プロローグ
・・・・・・目蓋の裏に、淡い日の光を感じた。
柔らかい光、どうやら時刻は既に夕方へとさしかかっているようだった。
ずいぶんと長い間眠っていたらしい。下敷きにしていた腕が、イヤな疼痛を発している。
頭を起こし、鈍い痛みに顔をしかめながら眼下の景色を眺める。
どこまでも、蒼。
暗い、濃紺の色で染められた大海が果てしなく広がっていた。
ただ一つ、今にも水平線の向こう側に落ちようとしている夕日だけが、蒼一色の世界をオレンジ色に塗り替えている。
いつもの通り、見慣れた光景。
生まれたときから、この景色だけは変わらない。どんなトコロに行こうと、まるでこの世界にはこの景色しか存在してないのだといわんばかりに。
まぁ、それもある意味では間違ってはいないのだろうか。ここは海で染められた世界で海に飲み込まれた世界なのだから。
「あぁ、面倒くさい」
俺は、穏やかで変わらないこの世界が好きだった。
例え日々に刺激は少なくても、のんびりと過ぎていく日常が。
だというのに、今は変わらないということにただ焦り、苛立ちすら感じている。
故に、こぼれ落ちた言葉だった。
「だからって、日々のお勤めをさぼるのはいけないことだと思うけどなあ、私」
ふと、背後から聞こえたのは慣れ親しんだ少女の声。夕日に照らされ、背後から薄く伸びた影が見慣れたシルエットを創る。
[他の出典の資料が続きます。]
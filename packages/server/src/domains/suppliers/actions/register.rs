//! Supplier registration form handling.

use tracing::info;

use crate::common::{ApiError, ApiResult};
use crate::domains::suppliers::models::{NewSupplier, Supplier};
use crate::domains::suppliers::store::SupplierStore;

/// Compute a sustainability score when the form did not supply one.
///
/// Base 50, plus bonuses for self-reported metrics, clamped to 0-100.
pub fn compute_score(new: &NewSupplier) -> i32 {
    if let Some(score) = new.sustainability_score {
        return score;
    }

    let mut score = 50;

    if new
        .certifications
        .as_deref()
        .is_some_and(|c| !c.is_empty())
    {
        score += 15;
    }
    if new.renewable_energy == Some(true) {
        score += 10;
    }
    if new.waste_recycled.is_some_and(|w| w > 50.0) {
        score += 10;
    }
    if new.carbon_footprint.is_some_and(|c| c < 100.0) {
        score += 10;
    }
    if new.water_usage.is_some_and(|w| w < 1000.0) {
        score += 5;
    }

    score.clamp(0, 100)
}

pub async fn register_supplier(
    suppliers: &dyn SupplierStore,
    new: &NewSupplier,
) -> ApiResult<Supplier> {
    for (field, value) in [
        ("name", &new.name),
        ("description", &new.description),
        ("category", &new.category),
        ("location", &new.location),
        ("contact_email", &new.contact_email),
    ] {
        if value.trim().is_empty() {
            return Err(ApiError::BadRequest(format!("{} is required", field)));
        }
    }

    let score = compute_score(new);
    let supplier = suppliers.insert_registered(new, score).await?;

    info!(
        supplier_id = %supplier.id,
        name = %supplier.name,
        score,
        "supplier registered, pending admin approval"
    );

    Ok(supplier)
}

#[cfg(test)]
mod tests {
    use super::*;

    fn base_form() -> NewSupplier {
        NewSupplier {
            name: "EcoBuild".into(),
            description: "Recycled materials".into(),
            category: "Insulation".into(),
            location: "Portland, OR".into(),
            contact_email: "hello@ecobuild.example".into(),
            website: None,
            contact_phone: None,
            employee_count: None,
            certifications: None,
            sustainability_score: None,
            carbon_footprint: None,
            water_usage: None,
            waste_recycled: None,
            renewable_energy: None,
        }
    }

    #[test]
    fn test_explicit_score_wins() {
        let mut form = base_form();
        form.sustainability_score = Some(72);
        assert_eq!(compute_score(&form), 72);
    }

    #[test]
    fn test_base_score_with_no_metrics() {
        assert_eq!(compute_score(&base_form()), 50);
    }

    #[test]
    fn test_all_bonuses_clamp_to_100() {
        let mut form = base_form();
        form.certifications = Some(vec!["FSC".into()]);
        form.renewable_energy = Some(true);
        form.waste_recycled = Some(80.0);
        form.carbon_footprint = Some(20.0);
        form.water_usage = Some(500.0);
        // 50 + 15 + 10 + 10 + 10 + 5 = 100
        assert_eq!(compute_score(&form), 100);
    }

    #[test]
    fn test_threshold_edges_earn_no_bonus() {
        let mut form = base_form();
        form.waste_recycled = Some(50.0);
        form.carbon_footprint = Some(100.0);
        form.water_usage = Some(1000.0);
        form.certifications = Some(vec![]);
        assert_eq!(compute_score(&form), 50);
    }
}
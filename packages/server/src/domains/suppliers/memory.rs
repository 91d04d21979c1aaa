//! In-memory supplier store for testing and development.
//!
//! Mirrors the Postgres store's semantics (upsert keyed by website,
//! vetting updates, search filters and ordering) without a database.

use anyhow::Result;
use async_trait::async_trait;
use chrono::Utc;
use std::collections::HashMap;
use std::sync::RwLock;
use uuid::Uuid;

use super::models::{
    DataSource, NewSupplier, ScrapedSupplierUpsert, Supplier, VerificationStatus, VettingStatus,
    VettingUpdate,
};
use super::store::{SupplierFilters, SupplierPage, SupplierStore, FEATURED_MIN_SCORE};

#[derive(Default)]
pub struct MemorySupplierStore {
    suppliers: RwLock<HashMap<Uuid, Supplier>>,
}

impl MemorySupplierStore {
    pub fn new() -> Self {
        Self::default()
    }

    /// Number of stored suppliers.
    pub fn len(&self) -> usize {
        self.suppliers.read().unwrap().len()
    }

    pub fn is_empty(&self) -> bool {
        self.len() == 0
    }

    /// Seed a supplier directly (test setup).
    pub fn insert_raw(&self, supplier: Supplier) {
        self.suppliers
            .write()
            .unwrap()
            .insert(supplier.id, supplier);
    }

    fn matches(supplier: &Supplier, f: &SupplierFilters) -> bool {
        if let Some(q) = f.q.as_deref().filter(|q| !q.trim().is_empty()) {
            let q = q.trim().to_lowercase();
            let in_name = supplier.name.to_lowercase().contains(&q);
            let in_description = supplier
                .description
                .as_deref()
                .is_some_and(|d| d.to_lowercase().contains(&q));
            if !in_name && !in_description {
                return false;
            }
        }

        if let Some(category) = &f.category {
            if supplier.category.as_deref() != Some(category.as_str()) {
                return false;
            }
        }

        if let Some(min_score) = f.min_score {
            if supplier.sustainability_score.map_or(true, |s| s < min_score) {
                return false;
            }
        }

        if let Some(location) = &f.location {
            let location = location.to_lowercase();
            if !supplier
                .location
                .as_deref()
                .is_some_and(|l| l.to_lowercase().contains(&location))
            {
                return false;
            }
        }

        if let Some(certification) = &f.certification {
            if !supplier
                .certifications
                .as_deref()
                .is_some_and(|certs| certs.iter().any(|c| c == certification))
            {
                return false;
            }
        }

        if let Some(status) = f.verification_status {
            if supplier.verification_status != status {
                return false;
            }
        }

        if let Some(source) = f.data_source {
            if supplier.data_source != source {
                return false;
            }
        }

        if f.featured {
            if !supplier.verified
                || supplier
                    .sustainability_score
                    .map_or(true, |s| s < FEATURED_MIN_SCORE)
            {
                return false;
            }
        } else if !f.include_unverified && !supplier.verified {
            return false;
        }

        true
    }
}

/// Fresh supplier row with ingestion defaults.
fn scraped_supplier(upsert: &ScrapedSupplierUpsert) -> Supplier {
    let now = Utc::now();
    Supplier {
        id: Uuid::new_v4(),
        name: upsert.name.clone(),
        description: upsert.description.clone(),
        category: None,
        location: None,
        website: Some(upsert.website.clone()),
        contact_email: None,
        contact_phone: None,
        employee_count: None,
        sustainability_score: None,
        carbon_footprint: None,
        water_usage: None,
        waste_recycled: None,
        renewable_energy: None,
        certifications: None,
        verified: false,
        verification_date: None,
        vetting_status: VettingStatus::Pending,
        vetting_notes: None,
        compliance_flags: None,
        last_verified_at: None,
        verification_status: VerificationStatus::Unverified,
        data_source: DataSource::Scrape,
        scraped_url: Some(upsert.website.clone()),
        is_claimed: false,
        claim_token: Some(Uuid::new_v4()),
        created_at: now,
        updated_at: now,
    }
}

#[async_trait]
impl SupplierStore for MemorySupplierStore {
    async fn upsert_scraped(&self, upsert: &ScrapedSupplierUpsert) -> Result<Supplier> {
        let mut suppliers = self.suppliers.write().unwrap();

        let existing_id = suppliers
            .values()
            .find(|s| s.website.as_deref() == Some(upsert.website.as_str()))
            .map(|s| s.id);

        let supplier = match existing_id {
            Some(id) => {
                let row = suppliers.get_mut(&id).expect("id from same map");
                // Identity fields only; vetting state survives re-ingestion
                row.name = upsert.name.clone();
                row.description = upsert.description.clone();
                row.scraped_url = Some(upsert.website.clone());
                row.updated_at = Utc::now();
                row.clone()
            }
            None => {
                let row = scraped_supplier(upsert);
                suppliers.insert(row.id, row.clone());
                row
            }
        };

        Ok(supplier)
    }

    async fn insert_registered(&self, new: &NewSupplier, score: i32) -> Result<Supplier> {
        let now = Utc::now();
        let supplier = Supplier {
            id: Uuid::new_v4(),
            name: new.name.clone(),
            description: Some(new.description.clone()),
            category: Some(new.category.clone()),
            location: Some(new.location.clone()),
            website: new.website.clone(),
            contact_email: Some(new.contact_email.clone()),
            contact_phone: new.contact_phone.clone(),
            employee_count: new.employee_count,
            sustainability_score: Some(score),
            carbon_footprint: new.carbon_footprint,
            water_usage: new.water_usage,
            waste_recycled: new.waste_recycled,
            renewable_energy: Some(new.renewable_energy.unwrap_or(false)),
            certifications: Some(new.certifications.clone().unwrap_or_default()),
            verified: false,
            verification_date: None,
            vetting_status: VettingStatus::Pending,
            vetting_notes: None,
            compliance_flags: None,
            last_verified_at: None,
            verification_status: VerificationStatus::Pending,
            data_source: DataSource::Manual,
            scraped_url: None,
            is_claimed: false,
            claim_token: None,
            created_at: now,
            updated_at: now,
        };

        self.suppliers
            .write()
            .unwrap()
            .insert(supplier.id, supplier.clone());
        Ok(supplier)
    }

    async fn find_by_id(&self, id: Uuid) -> Result<Option<Supplier>> {
        Ok(self.suppliers.read().unwrap().get(&id).cloned())
    }

    async fn apply_vetting(&self, id: Uuid, update: &VettingUpdate) -> Result<Option<Supplier>> {
        let mut suppliers = self.suppliers.write().unwrap();
        let Some(row) = suppliers.get_mut(&id) else {
            return Ok(None);
        };

        if let Some(verified) = update.verified {
            row.verified = verified;
        }
        if let Some(status) = update.vetting_status {
            row.vetting_status = status;
        }
        if let Some(notes) = &update.vetting_notes {
            row.vetting_notes = Some(notes.clone());
        }
        if let Some(date) = update.verification_date {
            row.verification_date = Some(date);
        }
        if let Some(date) = update.last_verified_at {
            row.last_verified_at = Some(date);
        }
        if let Some(flags) = &update.compliance_flags {
            row.compliance_flags = Some(flags.clone());
        }
        row.updated_at = Utc::now();

        Ok(Some(row.clone()))
    }

    async fn search(&self, filters: &SupplierFilters) -> Result<SupplierPage> {
        let suppliers = self.suppliers.read().unwrap();

        let mut matched: Vec<Supplier> = suppliers
            .values()
            .filter(|s| Self::matches(s, filters))
            .cloned()
            .collect();

        // Score descending, nulls last
        matched.sort_by(|a, b| match (b.sustainability_score, a.sustainability_score) {
            (Some(x), Some(y)) => x.cmp(&y),
            (Some(_), None) => std::cmp::Ordering::Greater,
            (None, Some(_)) => std::cmp::Ordering::Less,
            (None, None) => std::cmp::Ordering::Equal,
        });

        let total = matched.len() as i64;
        let page = matched
            .into_iter()
            .skip(filters.offset.max(0) as usize)
            .take(filters.limit.max(0) as usize)
            .collect();

        Ok(SupplierPage {
            suppliers: page,
            total,
        })
    }

    async fn list_all(&self) -> Result<Vec<Supplier>> {
        let mut all: Vec<Supplier> = self.suppliers.read().unwrap().values().cloned().collect();
        all.sort_by(|a, b| b.created_at.cmp(&a.created_at));
        Ok(all)
    }
}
首を後ろにひねると、口元に苦笑を浮かべた少女が立っていた。
小柄な体格、燃えるような色をした真っ赤な腰まである長髪、幼い顔立ちと、それに見合わぬ大人びた表情。俺の幼なじみ、名前は李 雪花。
中国と日本人のハーフらしいのだが、今となってはそんな情報はどれだけ正確なのかわかったものじゃ無い。
人間がその版図としているのは、二千平方キロメートル四方の巨大な潜水艦五つのみ。
この世界の中ではいくつもの人種が混ざり合い、国際色豊かというよりは、むしろ混沌とした様を見せている。俺や雪花も、もはや何人なのかと聞かれても首をひねるような有様だ。
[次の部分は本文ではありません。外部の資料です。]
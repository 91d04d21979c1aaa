//! Typed errors for the ingestion library.
//!
//! Uses `thiserror` for library errors (not `anyhow`) to provide
//! strongly-typed, composable error handling.

use thiserror::Error;

/// Errors that can occur while scraping and extracting a supplier page.
#[derive(Debug, Error)]
pub enum IngestError {
    /// The target URL could not be parsed
    #[error("invalid URL: {url}")]
    InvalidUrl { url: String },

    /// HTTP request failed before a response was received
    #[error("HTTP error: {0}")]
    Http(#[source] Box<dyn std::error::Error + Send + Sync>),

    /// The target responded with a non-success status
    #[error("failed to fetch {url}: HTTP {status}")]
    Fetch { url: String, status: u16 },

    /// AI service unavailable or failed
    #[error("AI service error: {0}")]
    AI(#[source] Box<dyn std::error::Error + Send + Sync>),

    /// The model's response did not match the extraction schema
    #[error("extraction produced invalid data: {0}")]
    InvalidExtraction(String),

    /// Configuration error
    #[error("config error: {0}")]
    Config(String),
}

/// Result type alias for ingestion operations.
pub type Result<T> = std::result::Result<T, IngestError>;
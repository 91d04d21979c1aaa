pub mod products;
pub mod suppliers;
pub mod vetting;
//! Azure OpenAI implementation of the `Extractor` trait.
//!
//! Talks to an Azure OpenAI deployment's chat-completions endpoint with a
//! JSON response format and the fixed extraction prompt.

use async_trait::async_trait;
use reqwest::Client;
use serde::{Deserialize, Serialize};

use crate::error::{IngestError, Result};
use crate::extract::{parse_extraction, Extractor, SupplierExtraction};
use crate::prompts::EXTRACTION_PROMPT;

const DEFAULT_API_VERSION: &str = "2024-02-15-preview";

/// Azure OpenAI chat-completion client.
#[derive(Clone)]
pub struct AzureOpenAI {
    client: Client,
    api_key: String,
    endpoint: String,
    deployment: String,
    api_version: String,
}

impl AzureOpenAI {
    /// Create a new client for a deployment.
    ///
    /// `endpoint` is the resource base URL, e.g.
    /// `https://my-resource.openai.azure.com`.
    pub fn new(
        api_key: impl Into<String>,
        endpoint: impl Into<String>,
        deployment: impl Into<String>,
    ) -> Self {
        Self {
            client: Client::builder()
                .timeout(std::time::Duration::from_secs(30))
                .build()
                .expect("Failed to create HTTP client"),
            api_key: api_key.into(),
            endpoint: endpoint.into(),
            deployment: deployment.into(),
            api_version: DEFAULT_API_VERSION.to_string(),
        }
    }

    /// Create from environment variables `AZURE_OPENAI_API_KEY`,
    /// `AZURE_OPENAI_ENDPOINT` and `AZURE_OPENAI_DEPLOYMENT_NAME`.
    pub fn from_env() -> Result<Self> {
        let api_key = std::env::var("AZURE_OPENAI_API_KEY")
            .map_err(|_| IngestError::Config("AZURE_OPENAI_API_KEY not set".into()))?;
        let endpoint = std::env::var("AZURE_OPENAI_ENDPOINT")
            .map_err(|_| IngestError::Config("AZURE_OPENAI_ENDPOINT not set".into()))?;
        let deployment = std::env::var("AZURE_OPENAI_DEPLOYMENT_NAME")
            .map_err(|_| IngestError::Config("AZURE_OPENAI_DEPLOYMENT_NAME not set".into()))?;

        let mut client = Self::new(api_key, endpoint, deployment);
        if let Ok(version) = std::env::var("AZURE_OPENAI_API_VERSION") {
            client = client.with_api_version(version);
        }
        Ok(client)
    }

    /// Set the API version (default: 2024-02-15-preview).
    pub fn with_api_version(mut self, version: impl Into<String>) -> Self {
        self.api_version = version.into();
        self
    }

    fn completions_url(&self) -> String {
        format!(
            "{}/openai/deployments/{}/chat/completions?api-version={}",
            self.endpoint.trim_end_matches('/'),
            self.deployment,
            self.api_version
        )
    }

    /// Make a chat completion request and return the message content.
    async fn chat(&self, system: &str, user: &str) -> Result<String> {
        let request = ChatRequest {
            messages: vec![
                ChatMessage {
                    role: "system".to_string(),
                    content: system.to_string(),
                },
                ChatMessage {
                    role: "user".to_string(),
                    content: user.to_string(),
                },
            ],
            response_format: ResponseFormat {
                format_type: "json_object".to_string(),
            },
            temperature: 0.3,
            max_tokens: 4000,
        };

        let response = self
            .client
            .post(self.completions_url())
            .header("api-key", &self.api_key)
            .header("Content-Type", "application/json")
            .json(&request)
            .send()
            .await
            .map_err(|e| IngestError::AI(Box::new(e)))?;

        if !response.status().is_success() {
            let error_text = response.text().await.unwrap_or_default();
            return Err(IngestError::AI(
                format!("Azure OpenAI API error: {}", error_text).into(),
            ));
        }

        let chat_response: ChatResponse = response
            .json()
            .await
            .map_err(|e| IngestError::AI(Box::new(e)))?;

        chat_response
            .choices
            .into_iter()
            .next()
            .map(|c| c.message.content)
            .ok_or_else(|| IngestError::AI("No response from Azure OpenAI".into()))
    }
}

#[async_trait]
impl Extractor for AzureOpenAI {
    async fn extract(&self, content: &str) -> Result<SupplierExtraction> {
        let user = format!(
            "Extract supplier and product data from the following website content:\n\n{}",
            content
        );
        let raw = self.chat(EXTRACTION_PROMPT, &user).await?;
        parse_extraction(&raw)
    }
}

// Request/Response types

#[derive(Serialize)]
struct ChatRequest {
    messages: Vec<ChatMessage>,
    response_format: ResponseFormat,
    temperature: f32,
    max_tokens: u32,
}

#[derive(Serialize)]
struct ResponseFormat {
    #[serde(rename = "type")]
    format_type: String,
}

#[derive(Serialize)]
struct ChatMessage {
    role: String,
    content: String,
}

#[derive(Deserialize)]
struct ChatResponse {
    choices: Vec<ChatChoice>,
}

#[derive(Deserialize)]
struct ChatChoice {
    message: ChatResponseMessage,
}

#[derive(Deserialize)]
struct ChatResponseMessage {
    content: String,
}
pub mod error;

pub use error::{ApiError, ApiResult};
最も、そもそも自分の血を誇るような、所属する『国』などもはや存在しないのだが。
「……あー、さぼってるわけじゃ無いぞ。これはだな、自主的で高度な判断による休養とかそういうモノであって――」
「言い訳しない。何だって伊月はこうも悪ぶれようともしないのかな、白い目で見られるのは伊月だけじゃ無くて、私とか美紀さんも何だよ?」
溜息とともに、俺の隣に腰を下ろす雪花。
ともに見つめるのはとおい、とおい海の果て。
その際限なき水平線を、睨み付けるように雪花は目を細める。
「お兄さん、やっぱり帰ってこないって」
「……そっか」
2週間前。俺の兄、十川 陣は失踪した。
理由は分からない。
そんな素振りがあったのかと聞かれれば、微妙なところだと思う。
普段通りではなかった。何かがおかしかったとは思う。
けれど、それはこんな事になってから思い返してみて初めて、ああ、そういえば――と思い当たる程度のものだ。
「誘拐って線もなさそうで、たいした理由も思い当たらず、何か悩んでいた風でもない。ほんと、こんなことする人だったかなぁ。お兄さん」
「さあな、兄貴のことだからそのうちひょっこり戻ってくるかもしれないぞ。『心配かけてごめんね――』なんつってさ」
「あはは、まあその辺つかみ所のない人だったしね。もっとも、ほんとにそんな態度で戻ってきたなら、顔面ぶん殴ってやるんだけど」
二人して笑い合う。
ほんの少しの期待と、胸を塞ぐ不安を押し隠して。
日はいよいよ完全に落ちようとしている。
ここは、海に覆われた世界。
濃紺から漆黒へと色を変えたその水面は、そこの亡い闇のように見えた。
とりあえず、プロローグだけ。
一章で世界観の説明などがなされると思うので、現時点で説明不足でもご容赦を。